MIDAS Talk: Arthur Spirling
340 West Hall
Word Embeddings: What works, what doesn't, and how to tell the difference for applied research
We consider the properties and performance of word embeddings techniques in the context of political science research. In particular, we explore key parameter choices—including context window length, embedding vector dimensions and the use of pre-trained vs locally fit variants—with respect to efficiency and quality of inferences possible with these models. Reassuringly we show that results are generally robust to such choices for political corpora of various sizes and in various languages. Beyond reporting extensive technical findings, we provide a novel crowdsourced “Turing test”-style method for examining the relative performance of any two models that produce substantive, text-based outputs. Encouragingly, we show that popular, easily available pre-trained embeddings perform at a level close to—or surpassing— both human coders and more complicated locally-fit models. For completeness, we provide best practice advice for cases where local fitting is required.

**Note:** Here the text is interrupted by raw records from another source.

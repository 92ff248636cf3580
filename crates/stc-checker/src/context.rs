//! Checker context: the explicit stacks a visit runs against.
//!
//! Every stack here is pushed and popped around exactly the tree region it
//! describes. `depths()` snapshots all of them so callers can assert that a
//! visit left the context as it found it.

use crate::error::CheckerError;
use crate::error_reporter::ErrorCollector;
use crate::metadata::MetadataTable;
use crate::options::CheckerOptions;
use rustc_hash::FxHashMap;
use smallvec::SmallVec;
use stc_ast::{NodeArena, NodeIndex};
use stc_solver::{ClassId, DelegationStrategy, ExtensionSet, MethodId, TypeDatabase, TypeId};
use std::sync::Arc;

/// A class whose body is being checked.
#[derive(Clone, Debug)]
pub struct ClassFrame {
    pub class: ClassId,
    /// The class type with its own placeholders as arguments.
    pub self_type: TypeId,
}

#[derive(Clone, Debug)]
pub struct MethodFrame {
    pub node: NodeIndex,
    pub method: Option<MethodId>,
    /// `None` for `def` methods.
    pub declared_return: Option<TypeId>,
    pub is_static: bool,
    pub type_params: Vec<Arc<str>>,
    pub returns: SmallVec<[TypeId; 4]>,
    /// Closure depth when the method was entered.
    pub closure_depth: usize,
}

#[derive(Clone, Debug)]
pub struct ClosureFrame {
    pub node: NodeIndex,
    pub returns: SmallVec<[TypeId; 4]>,
}

/// Where a closure looks up unqualified names.
#[derive(Clone, Copy, Debug, PartialEq, Eq)]
pub struct DelegationFrame {
    pub delegate: Option<TypeId>,
    pub strategy: DelegationStrategy,
}

/// A local variable (or closure/method parameter).
#[derive(Clone, Copy, Debug, PartialEq, Eq)]
pub struct VarInfo {
    /// `DYNAMIC` for `def` variables.
    pub declared: TypeId,
    /// Type of the value currently held, after flow typing.
    pub current: TypeId,
    /// Closure depth the variable was declared at.
    pub closure_depth: usize,
}

/// Types assigned to variables inside one tracked construct, by name.
pub type AssignmentFrame = FxHashMap<String, SmallVec<[TypeId; 2]>>;

/// Facts learned from `instanceof` tests, by variable name.
pub type TypeInfoFrame = FxHashMap<String, SmallVec<[TypeId; 2]>>;

/// Depth of every stack, for balance checks.
#[derive(Clone, Copy, Debug, PartialEq, Eq)]
pub struct StackDepths {
    pub classes: usize,
    pub methods: usize,
    pub closures: usize,
    pub binaries: usize,
    pub delegation: usize,
    pub type_info: usize,
    pub scopes: usize,
    pub tracking: usize,
    pub expected: usize,
}

/// Every traversal stack, moved out while a method is checked out of order.
#[derive(Debug, Default)]
pub struct SavedStacks {
    classes: Vec<ClassFrame>,
    methods: Vec<MethodFrame>,
    closures: Vec<ClosureFrame>,
    binaries: Vec<NodeIndex>,
    delegation: Vec<DelegationFrame>,
    type_info: Vec<TypeInfoFrame>,
    scopes: Vec<FxHashMap<String, VarInfo>>,
    tracking: Vec<AssignmentFrame>,
    expected: Vec<Option<TypeId>>,
    expr_depth: u32,
}

pub struct CheckerContext<'a> {
    pub db: &'a dyn TypeDatabase,
    pub arena: &'a NodeArena,
    pub options: CheckerOptions,
    pub extension_methods: Arc<ExtensionSet>,

    pub enclosing_classes: Vec<ClassFrame>,
    pub enclosing_methods: Vec<MethodFrame>,
    pub enclosing_closures: Vec<ClosureFrame>,
    pub enclosing_binaries: Vec<NodeIndex>,
    pub delegation_chain: Vec<DelegationFrame>,
    pub temporary_type_info: Vec<TypeInfoFrame>,
    pub scopes: Vec<FxHashMap<String, VarInfo>>,
    pub assignment_tracking: Vec<AssignmentFrame>,
    /// Type expected by the enclosing declaration or assignment.
    pub expected_types: Vec<Option<TypeId>>,

    pub errors: ErrorCollector,
    pub metadata: MetadataTable,
    pub expr_depth: u32,
}

impl<'a> CheckerContext<'a> {
    pub fn new(
        db: &'a dyn TypeDatabase,
        arena: &'a NodeArena,
        options: CheckerOptions,
        extension_methods: Arc<ExtensionSet>,
    ) -> Self {
        Self {
            db,
            arena,
            options,
            extension_methods,
            enclosing_classes: Vec::new(),
            enclosing_methods: Vec::new(),
            enclosing_closures: Vec::new(),
            enclosing_binaries: Vec::new(),
            delegation_chain: Vec::new(),
            temporary_type_info: Vec::new(),
            scopes: Vec::new(),
            assignment_tracking: Vec::new(),
            expected_types: Vec::new(),
            errors: ErrorCollector::new(),
            metadata: MetadataTable::new(),
            expr_depth: 0,
        }
    }

    #[must_use]
    pub fn depths(&self) -> StackDepths {
        StackDepths {
            classes: self.enclosing_classes.len(),
            methods: self.enclosing_methods.len(),
            closures: self.enclosing_closures.len(),
            binaries: self.enclosing_binaries.len(),
            delegation: self.delegation_chain.len(),
            type_info: self.temporary_type_info.len(),
            scopes: self.scopes.len(),
            tracking: self.assignment_tracking.len(),
            expected: self.expected_types.len(),
        }
    }

    /// Fail if any stack differs from `before`.
    ///
    /// # Errors
    /// `CheckerError::UnbalancedContext` naming the first unbalanced stack.
    pub fn ensure_balanced(&self, before: StackDepths) -> Result<(), CheckerError> {
        let after = self.depths();
        let pairs = [
            ("enclosing_classes", before.classes, after.classes),
            ("enclosing_methods", before.methods, after.methods),
            ("enclosing_closures", before.closures, after.closures),
            ("enclosing_binaries", before.binaries, after.binaries),
            ("delegation_chain", before.delegation, after.delegation),
            ("temporary_type_info", before.type_info, after.type_info),
            ("scopes", before.scopes, after.scopes),
            ("assignment_tracking", before.tracking, after.tracking),
            ("expected_types", before.expected, after.expected),
        ];
        for (stack, expected, found) in pairs {
            if expected != found {
                return Err(CheckerError::UnbalancedContext {
                    stack,
                    expected,
                    found,
                });
            }
        }
        Ok(())
    }

    /// Empty every stack, returning what was there.
    pub fn take_stacks(&mut self) -> SavedStacks {
        SavedStacks {
            classes: std::mem::take(&mut self.enclosing_classes),
            methods: std::mem::take(&mut self.enclosing_methods),
            closures: std::mem::take(&mut self.enclosing_closures),
            binaries: std::mem::take(&mut self.enclosing_binaries),
            delegation: std::mem::take(&mut self.delegation_chain),
            type_info: std::mem::take(&mut self.temporary_type_info),
            scopes: std::mem::take(&mut self.scopes),
            tracking: std::mem::take(&mut self.assignment_tracking),
            expected: std::mem::take(&mut self.expected_types),
            expr_depth: std::mem::replace(&mut self.expr_depth, 0),
        }
    }

    pub fn restore_stacks(&mut self, saved: SavedStacks) {
        self.enclosing_classes = saved.classes;
        self.enclosing_methods = saved.methods;
        self.enclosing_closures = saved.closures;
        self.enclosing_binaries = saved.binaries;
        self.delegation_chain = saved.delegation;
        self.temporary_type_info = saved.type_info;
        self.scopes = saved.scopes;
        self.assignment_tracking = saved.tracking;
        self.expected_types = saved.expected;
        self.expr_depth = saved.expr_depth;
    }

    // =========================================================================
    // Scopes
    // =========================================================================

    pub fn push_scope(&mut self) {
        self.scopes.push(FxHashMap::default());
    }

    pub fn pop_scope(&mut self) {
        self.scopes.pop();
    }

    pub fn declare_variable(&mut self, name: &str, declared: TypeId, current: TypeId) {
        let info = VarInfo {
            declared,
            current,
            closure_depth: self.enclosing_closures.len(),
        };
        if let Some(scope) = self.scopes.last_mut() {
            scope.insert(name.to_string(), info);
        }
    }

    #[must_use]
    pub fn lookup_variable(&self, name: &str) -> Option<VarInfo> {
        self.scopes
            .iter()
            .rev()
            .find_map(|scope| scope.get(name).copied())
    }

    /// Replace the current type of the innermost variable called `name`.
    pub fn set_variable_type(&mut self, name: &str, current: TypeId) {
        if let Some(info) = self
            .scopes
            .iter_mut()
            .rev()
            .find_map(|scope| scope.get_mut(name))
        {
            info.current = current;
        }
    }

    /// Current type of every visible variable, innermost declaration winning.
    #[must_use]
    pub fn visible_variable_types(&self) -> FxHashMap<String, TypeId> {
        let mut out = FxHashMap::default();
        for scope in &self.scopes {
            for (name, info) in scope {
                out.insert(name.clone(), info.current);
            }
        }
        out
    }

    // =========================================================================
    // Temporary type info
    // =========================================================================

    pub fn push_type_info(&mut self) {
        self.temporary_type_info.push(TypeInfoFrame::default());
    }

    pub fn pop_type_info(&mut self) {
        self.temporary_type_info.pop();
    }

    pub fn add_type_fact(&mut self, name: &str, ty: TypeId) {
        if let Some(frame) = self.temporary_type_info.last_mut() {
            frame.entry(name.to_string()).or_default().push(ty);
        }
    }

    /// Most recent `instanceof` fact about `name`.
    #[must_use]
    pub fn narrowed_type(&self, name: &str) -> Option<TypeId> {
        self.temporary_type_info
            .iter()
            .rev()
            .find_map(|frame| frame.get(name).and_then(|facts| facts.last().copied()))
    }

    /// Forget every fact about `name`; its value changed.
    pub fn clear_type_facts(&mut self, name: &str) {
        for frame in &mut self.temporary_type_info {
            frame.remove(name);
        }
    }

    // =========================================================================
    // Assignment tracking
    // =========================================================================

    pub fn push_tracking(&mut self) {
        self.assignment_tracking.push(AssignmentFrame::default());
    }

    pub fn pop_tracking(&mut self) -> AssignmentFrame {
        self.assignment_tracking.pop().unwrap_or_default()
    }

    /// Record an assignment in every open tracking frame.
    pub fn track_assignment(&mut self, name: &str, ty: TypeId) {
        for frame in &mut self.assignment_tracking {
            frame.entry(name.to_string()).or_default().push(ty);
        }
    }

    // =========================================================================
    // Enclosing declarations
    // =========================================================================

    #[must_use]
    pub fn current_class(&self) -> Option<&ClassFrame> {
        self.enclosing_classes.last()
    }

    #[must_use]
    pub fn current_method(&self) -> Option<&MethodFrame> {
        self.enclosing_methods.last()
    }

    /// Whether the innermost callable is a closure rather than a method.
    #[must_use]
    pub fn in_closure(&self) -> bool {
        let floor = self.current_method().map_or(0, |m| m.closure_depth);
        self.enclosing_closures.len() > floor
    }

    #[must_use]
    pub fn in_static_context(&self) -> bool {
        self.current_method().is_some_and(|m| m.is_static)
    }

    #[must_use]
    pub fn expected_type(&self) -> Option<TypeId> {
        self.expected_types.last().copied().flatten()
    }

    /// Generic parameter names visible from the current position.
    #[must_use]
    pub fn type_params_in_scope(&self) -> Vec<Arc<str>> {
        let mut names: Vec<Arc<str>> = Vec::new();
        if let Some(frame) = self.current_class() {
            names.extend(
                self.db
                    .class_def(frame.class)
                    .type_params
                    .iter()
                    .map(|p| p.name.clone()),
            );
        }
        if let Some(method) = self.current_method() {
            names.extend(method.type_params.iter().cloned());
        }
        names
    }
}

#[cfg(test)]
#[path = "tests/context_tests.rs"]
mod tests;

Arthur Spirling is Professor of Politics and Data Science at New York University. He received a bachelor’s and master’s degree from the London School of Economics, and a master’s degree and PhD from the University of Rochester. Spirling’s research centers on quantitative methods for social science, especially those that use text as data and more recently, deep learning and embedding representations. His work on these subjects has appeared in outlets such as the American Political Science Review, the American Journal of Political Science, the Journal of the American Statistical Association and conference proceedings in computer science. Substantively, he is interested in the political development of institutions, especially for the United Kingdom.
Sponsored by the Michigan Institute for Data Science (MIDAS).